Everything we do is meant to point us to Christ. All of those mundane things we do— the dishes, the diaper changing, the laundry, the booger-removal from walls and bedding, 🙂 all of it— are symbols of some part of the Savior’s atoning mission. Stick with me here, I’m trying to make sense. I’ve always liked this scripture in Moses 6:62-63:
62 And now, behold, I say unto you: This is the plan of salvation unto all men, through the blood of mine Only Begotten, who shall come in the meridian of time.63 And behold, all things have their likeness, and all things are created and made to bear record of me, both things which are temporal, and things which are spiritual; things which are in the heavens above, and things which are on the earth, and things which are in the earth, and things which are under the earth, both above and beneath: all things bear record of me.
- He takes dirty things and makes them clean. “Though your sins be as scarlet, they shall be as white as snow.” (Isaiah 1:18) Think about it: laundry, dishes, bathing, cleaning toilets, all fall into this category.
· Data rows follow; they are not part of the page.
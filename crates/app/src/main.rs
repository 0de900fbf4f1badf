use migration::{Migrator, MigratorTrait};
use settings::Database;

mod settings;

#[tokio::main]
async fn main() -> Result<(), Box<dyn std::error::Error + Send + Sync>> {
    let settings = settings::Settings::new()?;

    tracing_subscriber::fmt()
        .with_env_filter(format!(
            "saldo={level},server={level},engine={level}",
            level = settings.app.level
        ))
        .init();

    tracing::info!("Found server settings...");

    let db = parse_database(&settings.server.database).await?;
    let engine = engine::Engine::builder().database(db.clone()).build();

    let bind = settings
        .server
        .bind
        .unwrap_or_else(|| "127.0.0.1".to_string());
    let addr = format!("{}:{}", bind, settings.server.port);
    let listener = tokio::net::TcpListener::bind(addr).await?;

    server::run_with_listener(engine, db, listener).await?;

    Ok(())
}

async fn parse_database(
    config: &Database,
) -> Result<sea_orm::DatabaseConnection, Box<dyn std::error::Error + Send + Sync>> {
    let url = match config {
        Database::Memory => String::from("sqlite::memory:"),
        Database::Sqlite(path) => format!("sqlite:{}?mode=rwc", path),
    };

    let database = sea_orm::Database::connect(url).await?;
    Migrator::up(&database, None).await?;
    Ok(database)
}
//! Handles settings for the application. Configuration is written in
//! `settings.toml`.
//!
//! See `settings.toml` for the configuration.
use config::{Config, ConfigError, File};
use serde::Deserialize;

#[derive(Debug, Deserialize)]
#[serde(rename_all = "snake_case")]
pub enum Database {
    /// In-memory sqlite, for local experiments. Nothing survives a restart.
    Memory,
    /// Path of the sqlite file.
    Sqlite(String),
}

#[derive(Debug, Deserialize)]
pub struct App {
    /// Log level filter (error, warn, info, debug, trace).
    pub level: String,
}

#[derive(Debug, Deserialize)]
pub struct Server {
    pub bind: Option<String>,
    pub port: u16,
    pub database: Database,
}

#[derive(Debug, Deserialize)]
pub struct Settings {
    pub app: App,
    pub server: Server,
}

impl Settings {
    pub fn new() -> Result<Self, ConfigError> {
        let settings = Config::builder()
            .add_source(File::with_name("settings"))
            .build()?;

        settings.try_deserialize()
    }
}
//! Transaction primitives.
//!
//! A `Transaction` is an immutable ledger event: once inserted it is never
//! updated or deleted by the engine. Balances are derived by folding these
//! events, never stored.

use chrono::{DateTime, NaiveDate, Utc};
use sea_orm::{ActiveValue, entity::prelude::*};
use serde::{Deserialize, Serialize};
use uuid::Uuid;

use crate::{EngineError, ResultEngine};

#[derive(Clone, Copy, Debug, PartialEq, Eq, Serialize, Deserialize)]
#[serde(rename_all = "snake_case")]
pub enum TransactionKind {
    Credit,
    Debit,
}

impl TransactionKind {
    pub fn as_str(self) -> &'static str {
        match self {
            Self::Credit => "credit",
            Self::Debit => "debit",
        }
    }

    /// +1 for credits, -1 for debits.
    pub fn sign(self) -> i64 {
        match self {
            Self::Credit => 1,
            Self::Debit => -1,
        }
    }
}

impl TryFrom<&str> for TransactionKind {
    type Error = EngineError;

    fn try_from(value: &str) -> Result<Self, Self::Error> {
        match value {
            "credit" => Ok(Self::Credit),
            "debit" => Ok(Self::Debit),
            other => Err(EngineError::InvalidAmount(format!(
                "invalid transaction kind: {other}"
            ))),
        }
    }
}

/// A transaction as stored in the ledger.
#[derive(Clone, Debug, PartialEq, Eq, Serialize, Deserialize)]
pub struct Transaction {
    pub id: Uuid,
    pub user_id: String,
    /// Accounting date: governs which day's closing balance the amount
    /// affects. Distinct from `created_at`.
    pub occurred_on: NaiveDate,
    pub amount_minor: i64,
    pub kind: TransactionKind,
    pub category_id: Option<i64>,
    pub description: Option<String>,
    /// Insertion timestamp, audit only.
    pub created_at: DateTime<Utc>,
}

impl Transaction {
    /// The amount with the kind's sign applied.
    pub fn signed_amount_minor(&self) -> i64 {
        self.kind.sign() * self.amount_minor
    }
}

/// A transaction before the ledger assigns `id` and `created_at`.
#[derive(Clone, Debug, PartialEq, Eq)]
pub struct NewTransaction {
    pub user_id: String,
    pub occurred_on: NaiveDate,
    pub amount_minor: i64,
    pub kind: TransactionKind,
    pub category_id: Option<i64>,
    pub description: Option<String>,
}

impl NewTransaction {
    pub fn new(
        user_id: String,
        occurred_on: NaiveDate,
        amount_minor: i64,
        kind: TransactionKind,
        category_id: Option<i64>,
        description: Option<String>,
    ) -> ResultEngine<Self> {
        if amount_minor <= 0 {
            return Err(EngineError::InvalidAmount(
                "amount_minor must be > 0".to_string(),
            ));
        }
        Ok(Self {
            user_id,
            occurred_on,
            amount_minor,
            kind,
            category_id,
            description,
        })
    }
}

#[derive(Clone, Debug, PartialEq, DeriveEntityModel)]
#[sea_orm(table_name = "transactions")]
pub struct Model {
    #[sea_orm(primary_key, auto_increment = false)]
    pub id: String,
    pub user_id: String,
    pub occurred_on: Date,
    pub amount_minor: i64,
    pub kind: String,
    pub category_id: Option<i64>,
    pub description: Option<String>,
    pub created_at: DateTimeUtc,
}

#[derive(Copy, Clone, Debug, EnumIter, DeriveRelation)]
pub enum Relation {}

impl ActiveModelBehavior for ActiveModel {}

impl From<&Transaction> for ActiveModel {
    fn from(tx: &Transaction) -> Self {
        Self {
            id: ActiveValue::Set(tx.id.to_string()),
            user_id: ActiveValue::Set(tx.user_id.clone()),
            occurred_on: ActiveValue::Set(tx.occurred_on),
            amount_minor: ActiveValue::Set(tx.amount_minor),
            kind: ActiveValue::Set(tx.kind.as_str().to_string()),
            category_id: ActiveValue::Set(tx.category_id),
            description: ActiveValue::Set(tx.description.clone()),
            created_at: ActiveValue::Set(tx.created_at),
        }
    }
}

impl TryFrom<Model> for Transaction {
    type Error = EngineError;

    fn try_from(model: Model) -> Result<Self, Self::Error> {
        Ok(Self {
            id: Uuid::parse_str(&model.id)
                .map_err(|_| EngineError::KeyNotFound("transaction not exists".to_string()))?,
            user_id: model.user_id,
            occurred_on: model.occurred_on,
            amount_minor: model.amount_minor,
            kind: TransactionKind::try_from(model.kind.as_str())?,
            category_id: model.category_id,
            description: model.description,
            created_at: model.created_at,
        })
    }
}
Even changing a diaper becomes a poignant symbol when you think of it as taking a soiled child and making him clean, something the Savior does for us.
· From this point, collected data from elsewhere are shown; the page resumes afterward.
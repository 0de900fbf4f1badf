use chrono::{Days, NaiveDate};
use sea_orm::{ConnectionTrait, Database, Statement};

use engine::{
    ClosingSeriesParams, Engine, EngineError, IncomeThresholdParams, IncomeWindowParams,
    LedgerFilter, NewTransaction, RecentWindowParams, RecordTransaction, SegmentDivisors,
    SegmentParams, TransactionKind, User,
};
use migration::MigratorTrait;

async fn engine_with_user(initial_balance_minor: i64) -> (Engine, User) {
    let db = Database::connect("sqlite::memory:").await.unwrap();
    migration::Migrator::up(&db, None).await.unwrap();
    let backend = db.get_database_backend();
    db.execute(Statement::from_sql_and_values(
        backend,
        "INSERT INTO users (username, password, initial_balance_minor) VALUES (?, ?, ?)",
        vec![
            "alice".into(),
            "password".into(),
            initial_balance_minor.into(),
        ],
    ))
    .await
    .unwrap();

    let engine = Engine::builder().database(db).build();
    let user = User {
        id: "alice".to_string(),
        initial_balance_minor,
    };
    (engine, user)
}

fn today() -> NaiveDate {
    NaiveDate::from_ymd_opt(2025, 3, 15).unwrap()
}

fn days_back(back: u64) -> NaiveDate {
    today().checked_sub_days(Days::new(back)).unwrap()
}

async fn record(
    engine: &Engine,
    user: &User,
    kind: TransactionKind,
    amount_minor: i64,
    occurred_on: NaiveDate,
) -> i64 {
    let (_, balance_after) = engine
        .record_transaction(
            user,
            RecordTransaction {
                kind,
                amount_minor,
                category_id: None,
                description: None,
                occurred_on,
            },
        )
        .await
        .unwrap();
    balance_after
}

async fn record_credit_with_category(
    engine: &Engine,
    user: &User,
    amount_minor: i64,
    category_id: Option<i64>,
    occurred_on: NaiveDate,
) {
    engine
        .record_transaction(
            user,
            RecordTransaction {
                kind: TransactionKind::Credit,
                amount_minor,
                category_id,
                description: None,
                occurred_on,
            },
        )
        .await
        .unwrap();
}

#[tokio::test]
async fn credit_then_debit_produce_expected_closing_series() {
    let (engine, user) = engine_with_user(0).await;

    let after_credit = record(&engine, &user, TransactionKind::Credit, 50, days_back(1)).await;
    assert_eq!(after_credit, 50);

    let after_debit = record(&engine, &user, TransactionKind::Debit, 20, today()).await;
    assert_eq!(after_debit, 30);

    let series = engine
        .daily_closing_series(&user, today(), &ClosingSeriesParams { requested_days: 2 })
        .await
        .unwrap();

    assert_eq!(series.len(), 2);
    assert_eq!((series[0].date, series[0].balance_minor), (today(), 30));
    assert_eq!(
        (series[1].date, series[1].balance_minor),
        (days_back(1), 50)
    );
}

#[tokio::test]
async fn balance_after_matches_reconstruction() {
    let (engine, user) = engine_with_user(1_000).await;

    let after = record(&engine, &user, TransactionKind::Credit, 250, today()).await;
    assert_eq!(after, 1_250);
    assert_eq!(engine.balance_as_of(&user, today()).await.unwrap(), 1_250);

    let after = record(&engine, &user, TransactionKind::Debit, 750, today()).await;
    assert_eq!(after, 500);
    assert_eq!(engine.balance_as_of(&user, today()).await.unwrap(), 500);
}

#[tokio::test]
async fn insufficient_balance_rejects_and_writes_nothing() {
    let (engine, user) = engine_with_user(100).await;

    let err = engine
        .record_transaction(
            &user,
            RecordTransaction {
                kind: TransactionKind::Debit,
                amount_minor: 150,
                category_id: None,
                description: None,
                occurred_on: today(),
            },
        )
        .await
        .unwrap_err();

    assert_eq!(
        err,
        EngineError::InsufficientBalance {
            user_id: "alice".to_string(),
            attempted_on: today(),
            attempted_amount_minor: 150,
            available_balance_minor: 100,
        }
    );

    assert_eq!(engine.balance_as_of(&user, today()).await.unwrap(), 100);
    let debits = engine
        .ledger()
        .count_matching(&user.id, TransactionKind::Debit, &LedgerFilter::default())
        .await
        .unwrap();
    assert_eq!(debits, 0);
}

#[tokio::test]
async fn rejects_non_positive_amounts() {
    let (engine, user) = engine_with_user(100).await;

    for amount in [0, -50] {
        let res = engine
            .record_transaction(
                &user,
                RecordTransaction {
                    kind: TransactionKind::Credit,
                    amount_minor: amount,
                    category_id: None,
                    description: None,
                    occurred_on: today(),
                },
            )
            .await;
        assert!(matches!(res, Err(EngineError::InvalidAmount(_))));
    }
}

#[tokio::test]
async fn reconstruction_is_incremental_between_dates() {
    let (engine, user) = engine_with_user(500).await;

    record(&engine, &user, TransactionKind::Credit, 100, days_back(5)).await;
    record(&engine, &user, TransactionKind::Debit, 40, days_back(3)).await;
    record(&engine, &user, TransactionKind::Credit, 70, days_back(2)).await;
    record(&engine, &user, TransactionKind::Debit, 10, today()).await;

    // balance(d2) = balance(d1) + signed amounts with d1 < occurred_on <= d2.
    let at_d4 = engine.balance_as_of(&user, days_back(4)).await.unwrap();
    let at_d1 = engine.balance_as_of(&user, days_back(1)).await.unwrap();
    assert_eq!(at_d4, 600);
    assert_eq!(at_d1, at_d4 - 40 + 70);

    let at_today = engine.balance_as_of(&user, today()).await.unwrap();
    assert_eq!(at_today, at_d1 - 10);
}

#[tokio::test]
async fn reports_are_idempotent_without_writes() {
    let (engine, user) = engine_with_user(200).await;
    record(&engine, &user, TransactionKind::Credit, 80, days_back(2)).await;

    let params = ClosingSeriesParams { requested_days: 5 };
    let first = engine
        .daily_closing_series(&user, today(), &params)
        .await
        .unwrap();
    let second = engine
        .daily_closing_series(&user, today(), &params)
        .await
        .unwrap();
    assert_eq!(first, second);

    let avg_a = engine.average_balance(&user, today(), &params).await.unwrap();
    let avg_b = engine.average_balance(&user, today(), &params).await.unwrap();
    assert_eq!(avg_a, avg_b);
}

#[tokio::test]
async fn default_series_covers_90_days_ending_today() {
    let (engine, user) = engine_with_user(0).await;

    let series = engine
        .daily_closing_series(&user, today(), &ClosingSeriesParams::default())
        .await
        .unwrap();

    assert_eq!(series.len(), 90);
    for (i, day) in series.iter().enumerate() {
        assert_eq!(day.date, days_back(i as u64));
    }
}

#[tokio::test]
async fn non_positive_day_count_yields_empty_series() {
    let (engine, user) = engine_with_user(100).await;

    for days in [0, -3] {
        let series = engine
            .daily_closing_series(
                &user,
                today(),
                &ClosingSeriesParams {
                    requested_days: days,
                },
            )
            .await
            .unwrap();
        assert!(series.is_empty());
    }
}

#[tokio::test]
async fn average_balance_divides_by_requested_days() {
    let (engine, user) = engine_with_user(100).await;
    record(&engine, &user, TransactionKind::Credit, 60, today()).await;

    // Closing balances over 4 days: 160, 100, 100, 100.
    let avg = engine
        .average_balance(&user, today(), &ClosingSeriesParams { requested_days: 4 })
        .await
        .unwrap();
    assert_eq!(avg, 115.0);
}

#[tokio::test]
async fn average_balance_reports_zero_day_count() {
    let (engine, user) = engine_with_user(100).await;

    let err = engine
        .average_balance(&user, today(), &ClosingSeriesParams { requested_days: 0 })
        .await
        .unwrap_err();
    assert_eq!(err, EngineError::DivisionByZero("requested_days"));
}

#[tokio::test]
async fn segment_averages_crossed_and_matched_divisors() {
    let (engine, user) = engine_with_user(0).await;

    // Closing balances i days back: b(0)=400, b(1)=300, b(2)=300, b(3)=100.
    record(&engine, &user, TransactionKind::Credit, 100, days_back(3)).await;
    record(&engine, &user, TransactionKind::Credit, 200, days_back(2)).await;
    record(&engine, &user, TransactionKind::Credit, 100, today()).await;

    let crossed = engine
        .average_segment_balance(
            &user,
            today(),
            &SegmentParams {
                total_days: 4,
                first_days: 2,
                last_days: 1,
                divisors: SegmentDivisors::Crossed,
            },
        )
        .await
        .unwrap();
    // Recent window spans first_days (b(0)+b(1)=700) but divides by
    // last_days; the old window is b(3)=100 divided by first_days.
    assert_eq!(crossed.first_segment_minor, 50.0);
    assert_eq!(crossed.last_segment_minor, 700.0);

    let matched = engine
        .average_segment_balance(
            &user,
            today(),
            &SegmentParams {
                total_days: 4,
                first_days: 2,
                last_days: 1,
                divisors: SegmentDivisors::Matched,
            },
        )
        .await
        .unwrap();
    // first = (b(2)+b(3))/2, last = b(0)/1.
    assert_eq!(matched.first_segment_minor, 200.0);
    assert_eq!(matched.last_segment_minor, 400.0);
}

#[tokio::test]
async fn segment_averages_reject_zero_divisors() {
    let (engine, user) = engine_with_user(0).await;

    let err = engine
        .average_segment_balance(
            &user,
            today(),
            &SegmentParams {
                total_days: 90,
                first_days: 0,
                last_days: 30,
                divisors: SegmentDivisors::Crossed,
            },
        )
        .await
        .unwrap_err();
    assert_eq!(err, EngineError::DivisionByZero("first_days"));

    let err = engine
        .average_segment_balance(
            &user,
            today(),
            &SegmentParams {
                total_days: 90,
                first_days: 30,
                last_days: 0,
                divisors: SegmentDivisors::Crossed,
            },
        )
        .await
        .unwrap_err();
    assert_eq!(err, EngineError::DivisionByZero("last_days"));
}

#[tokio::test]
async fn income_sum_excludes_sentinel_category_and_null_categories() {
    let (engine, user) = engine_with_user(0).await;

    record_credit_with_category(&engine, &user, 10, Some(5), days_back(2)).await;
    record_credit_with_category(&engine, &user, 20, Some(18_020_004), days_back(2)).await;
    // NULL category: excluded by the `category_id != ?` clause, on purpose.
    record_credit_with_category(&engine, &user, 7, None, days_back(2)).await;
    // Outside the window.
    record_credit_with_category(&engine, &user, 500, Some(5), days_back(40)).await;
    // Debits never count as income.
    record(&engine, &user, TransactionKind::Debit, 3, today()).await;

    let income = engine
        .income_sum(&user, today(), &IncomeWindowParams::default())
        .await
        .unwrap();
    assert_eq!(income, 10);
}

#[tokio::test]
async fn income_sum_matches_client_side_fold() {
    let (engine, user) = engine_with_user(0).await;

    record_credit_with_category(&engine, &user, 125, Some(1), days_back(1)).await;
    record_credit_with_category(&engine, &user, 75, Some(2), days_back(10)).await;
    record_credit_with_category(&engine, &user, 50, Some(18_020_004), days_back(10)).await;

    let params = IncomeWindowParams::default();
    let pushed_down = engine.income_sum(&user, today(), &params).await.unwrap();

    let folded: i64 = engine
        .ledger()
        .up_to(&user.id, today())
        .await
        .unwrap()
        .iter()
        .filter(|tx| tx.kind == TransactionKind::Credit)
        .filter(|tx| tx.occurred_on >= days_back(params.last_days as u64))
        .filter(|tx| tx.category_id.is_some_and(|c| c != params.except_category))
        .map(|tx| tx.amount_minor)
        .sum();

    assert_eq!(pushed_down, folded);
    assert_eq!(pushed_down, 200);
}

#[tokio::test]
async fn debit_count_respects_window() {
    let (engine, user) = engine_with_user(10_000).await;

    record(&engine, &user, TransactionKind::Debit, 10, today()).await;
    record(&engine, &user, TransactionKind::Debit, 10, days_back(10)).await;
    record(&engine, &user, TransactionKind::Debit, 10, days_back(30)).await;
    record(&engine, &user, TransactionKind::Debit, 10, days_back(31)).await;
    record(&engine, &user, TransactionKind::Credit, 10, today()).await;

    let count = engine
        .debit_count(&user, today(), &RecentWindowParams::default())
        .await
        .unwrap();
    // The 31-days-back debit falls outside `occurred_on >= today - 30`.
    assert_eq!(count, 3);
}

#[tokio::test]
async fn income_over_threshold_is_strictly_greater() {
    let (engine, user) = engine_with_user(0).await;

    record(&engine, &user, TransactionKind::Credit, 500, days_back(400)).await;
    record(&engine, &user, TransactionKind::Credit, 2_000, days_back(2)).await;
    record(&engine, &user, TransactionKind::Credit, 1_600, today()).await;
    // Exactly at the bound: excluded.
    record(&engine, &user, TransactionKind::Credit, 1_500, today()).await;

    let income = engine
        .income_over_threshold(&user, &IncomeThresholdParams::default())
        .await
        .unwrap();
    assert_eq!(income, 3_600);
}

// record_transaction validates against a balance read before the insert, so
// two writers can interleave and jointly overdraw. The ledger itself accepts
// such a state and reconstruction stays well-defined; this is the documented
// contract, not a bug in the fold.
#[tokio::test]
async fn reconstruction_tolerates_overdrawn_ledger() {
    let (engine, user) = engine_with_user(100).await;

    engine
        .ledger()
        .insert(
            NewTransaction::new(
                user.id.clone(),
                today(),
                80,
                TransactionKind::Debit,
                None,
                None,
            )
            .unwrap(),
        )
        .await
        .unwrap();
    engine
        .ledger()
        .insert(
            NewTransaction::new(
                user.id.clone(),
                today(),
                80,
                TransactionKind::Debit,
                None,
                None,
            )
            .unwrap(),
        )
        .await
        .unwrap();

    assert_eq!(engine.balance_as_of(&user, today()).await.unwrap(), -60);

    // Further debits are rejected against the negative balance.
    let res = engine
        .record_transaction(
            &user,
            RecordTransaction {
                kind: TransactionKind::Debit,
                amount_minor: 1,
                category_id: None,
                description: None,
                occurred_on: today(),
            },
        )
        .await;
    assert!(matches!(
        res,
        Err(EngineError::InsufficientBalance { .. })
    ));
}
- He turns contention, pain, sorrow, and hunger into peace, healing, comfort and nourishment. “Come unto me, all ye that labour and are heavy laden, and I will give you rest” (Matthew 11:28), “Blessed are ye that hunger now: for ye shall be filled. Blessed are ye that weep now: for ye shall laugh” (Luke 6:21). This could be a job description for mothers. We nurse wounds. We wipe away tears. We restore peace. We feed people.
- He turns chaos into order. “I created these things; yea, in the beginning . . . And the earth was without form, and void; . . . And I, God, saw everything that I had made, and, behold, all things which I had made were very good” (Moses 2: 1-2, 31). As mothers, we create the world of our home. Our homemaking and housekeeping efforts take matter unorganized and turn it into home: a place of learning and existing as a family. We are creators.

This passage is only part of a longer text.